Так как младшая дочь тогда еще не умела писать, она просто сказала, что согласна. Потом Шломо стал разворачивать листки, и на всех них было одно и то же слово: “Согласен!”.

В тот день он окончательно понял, что им с Бат-Шевой удалось правильно воспитать детей.

Так в их семье появился маленький Даниэль. И – о чудо! – вдруг выяснилось, что, несмотря на свой синдром, он все же умеет улыбаться – просто для этого надо его приласкать.

Вскоре выяснилось, что Даниэль не умеет разговаривать и, вообще, похоже, глухой, так что объясняться с ним приходилось жестами. Но врачи объяснили, что мальчик не глухой – просто уши у него скрыты внутри. Затем для Даниэля был сделан специальный звуковой аппарат, и он в самом деле стал слышать, а затем и заговорил. И, вдобавок, оказался необычайно музыкальным ребенком, с абсолютным слухом, да еще и с острым умом.

Прошло не так много времени, и Даниэль стал всеобщим любимцем семьи, и Шломо с Бат-Шевой стали звать его Малахи – “Мой Ангел”.

Как известно, на иврите слово “малах” означает “посланник”, и само слово “ангел” является просто буквальным переводом с иврита на греческий. Теперь Шубы воспринимали Даниэля как мальчика, посланного им самим Всевышним, а уж с какой именно целью – это уже Его дело.

Приемные родители Малахи Шломо и Бат-Шева Шув

Шломо и Бат-Шева продолжали заботиться о Малахи, но однажды им заявили, что для проведения очередной медицинской процедуры необходимо согласие биологических родителей мальчика (видимо, процесс усыновления все же не был проведен до конца). И Бат-Шева позвонила Эфрат для того, чтобы его получить. Та, надо сказать, откликнулась мгновенно и приехала к ним в Мево Хорон для подписания документа с кучей подарков для сына.

В один из дней Шломо решил повезти всех детей в знаменитый Библейский зоопарк в Иерусалиме, но как только они вошли, – внимание посетителей со зверей моментально переключилось на Малахи. Вокруг них собралась толпа, и все показывали пальцем на необычного мальчика.

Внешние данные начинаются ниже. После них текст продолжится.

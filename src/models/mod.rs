pub mod ease;
pub mod item;
pub mod log_entry;
pub mod profile;
pub mod question_bank;
pub mod review_record;
pub mod session;
pub mod tip;

pub use item::Item;
pub use log_entry::{LogEntry, SessionLog};
pub use profile::{DailyPlan, Profile};
pub use question_bank::QuestionBank;
pub use review_record::{ReviewRecord, ReviewStore};
pub use session::{GradedAnswer, GradedItem, SessionSelection, SessionSummary};
pub use tip::{Tip, pick_tip};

“Пойдемте отсюда!” – резко сказал Шломо детям уже через четверть часа после того, как они вошли в зоопарк.

Походы по врачам продолжались; в интернете они вновь и вновь искали информацию о том, как можно помочь Малахи, и выяснили, что с помощью операции его уши можно вывести наружу, а косметические хирурги могут построить ему ушные раковины. Вот только в Израиле никто не брался за такую операцию, и семья Шуб решила в полном составе выехать в Париж, из которого Бат-Шева когда-то приехала 14-летней девочкой – там врачи были готовы попробовать…

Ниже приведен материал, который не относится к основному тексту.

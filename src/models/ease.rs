//! Simplified ease-based spaced repetition rule.
//!
//! Each item carries an integer ease level from 0 to 3:
//! - A correct answer raises ease by one, an incorrect answer lowers it by one
//! - Ease saturates at both ends, it never wraps
//! - Items without a review record start from the baseline ease of 2
//! - The next review is scheduled a fixed number of days ahead, looked up by the new ease
//!
//! This is intentionally not SM-2: there are no quality grades and no interval growth factor.

use super::ReviewRecord;
use chrono::{Duration, NaiveDate};

pub const MIN_EASE: u8 = 0;
pub const MAX_EASE: u8 = 3;
/// Ease assumed for an item that has never been reviewed.
pub const BASELINE_EASE: u8 = 2;
/// Days until the next review, indexed by ease level.
pub const INTERVAL_DAYS: [i64; 4] = [1, 2, 4, 7];

/// Moves `current` one step up or down, clamped to `MIN_EASE..=MAX_EASE`.
pub fn next_ease(current: u8, correct: bool) -> u8 {
    let next = if correct {
        current.saturating_add(1)
    } else {
        current.saturating_sub(1)
    };
    next.clamp(MIN_EASE, MAX_EASE)
}

pub fn interval_days(ease: u8) -> i64 {
    INTERVAL_DAYS[usize::from(ease.min(MAX_EASE))]
}

/// Calculates the record that replaces `previous` after one graded answer.
pub fn reschedule(previous: Option<&ReviewRecord>, correct: bool, today: NaiveDate) -> ReviewRecord {
    let current = previous.map_or(BASELINE_EASE, |r| r.ease);
    let ease = next_ease(current, correct);
    ReviewRecord {
        ease,
        due: today + Duration::days(interval_days(ease)),
    }
}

Для выезда во Францию снова понадобилось разрешение биологических родителей, и Бат-Шеве пришлось рассказать Малахи, что она, конечно же его мама, но…

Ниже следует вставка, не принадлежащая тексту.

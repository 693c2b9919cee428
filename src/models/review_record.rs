//! Per-item scheduling state, keyed by item id.
use super::ease::MAX_EASE;
use chrono::NaiveDate;
use serde::{Deserialize, Serialize};
use std::collections::BTreeMap;

#[derive(Clone, Copy, Debug, PartialEq, Eq, Serialize, Deserialize)]
pub struct ReviewRecord {
    /// Always in `0..=MAX_EASE`
    pub ease: u8,
    /// Next review day, serialized as `YYYY-MM-DD`
    pub due: NaiveDate,
}

impl ReviewRecord {
    pub fn is_due(&self, today: NaiveDate) -> bool {
        self.due <= today
    }
}

/// Mapping from item id to its review record. A missing id means "never reviewed".
#[derive(Clone, Debug, Default, PartialEq, Serialize, Deserialize)]
#[serde(transparent)]
pub struct ReviewStore(BTreeMap<String, ReviewRecord>);

impl ReviewStore {
    pub fn new() -> Self {
        Self::default()
    }

    pub fn get(&self, item_id: &str) -> Option<&ReviewRecord> {
        self.0.get(item_id)
    }

    pub fn insert(&mut self, item_id: impl Into<String>, record: ReviewRecord) {
        self.0.insert(item_id.into(), record);
    }

    pub fn contains(&self, item_id: &str) -> bool {
        self.0.contains_key(item_id)
    }

    pub fn len(&self) -> usize {
        self.0.len()
    }

    pub fn is_empty(&self) -> bool {
        self.0.is_empty()
    }

    pub fn iter(&self) -> impl Iterator<Item = (&String, &ReviewRecord)> {
        self.0.iter()
    }

    /// Number of records due on or before `today`.
    pub fn due_count(&self, today: NaiveDate) -> usize {
        self.0.values().filter(|r| r.is_due(today)).count()
    }

    /// Returns the id of the first record whose ease is out of range, if any.
    pub fn find_out_of_range(&self) -> Option<&str> {
        self.0
            .iter()
            .find(|(_, r)| r.ease > MAX_EASE)
            .map(|(id, _)| id.as_str())
    }
}

impl FromIterator<(String, ReviewRecord)> for ReviewStore {
    fn from_iter<I: IntoIterator<Item = (String, ReviewRecord)>>(iter: I) -> Self {
        Self(iter.into_iter().collect())
    }
}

– То есть я никогда не видел маму, которая меня родила? – спросил смышленый малыш.

– Нет, на самом деле ты ее однажды видел, но просто этого не помнишь, – ответила Бат-Шева. – Когда ты был маленьким, она приезжала к нам, и даже привезла для тебя много подарков…

Ну а потом состоялась первая сознательная встреча Малахи с “мамой, которая его родила”.

Во Франции Малахи смогли построить такие же уши, как у всех, взяв для образца ушные раковины Шломо Шуба. Затем было еще очень много операций, в ходе которых косметические хирурги в буквальном смысле слова “строили” ему лицо, вставляя кости челюсти, подбородка и т.д. К 18 годам, после 17 операций, Малахи уже выглядел почти “как все люди”. То есть лицо у него осталось не совсем обычным и для стороннего наблюдателя понятно, что “с этим парнем что-то не так”, но оно уже никого не пугает. И в армии Малахи отслужил на равных со всеми.

Все эти годы крепла связь между приемными и биологическими родителями Малахи, которые признали сына, сознают, что в свое время допустили ошибку, но исправить уже ничего нельзя – Малахи носит именно фамилию Шуб, а не Коэн.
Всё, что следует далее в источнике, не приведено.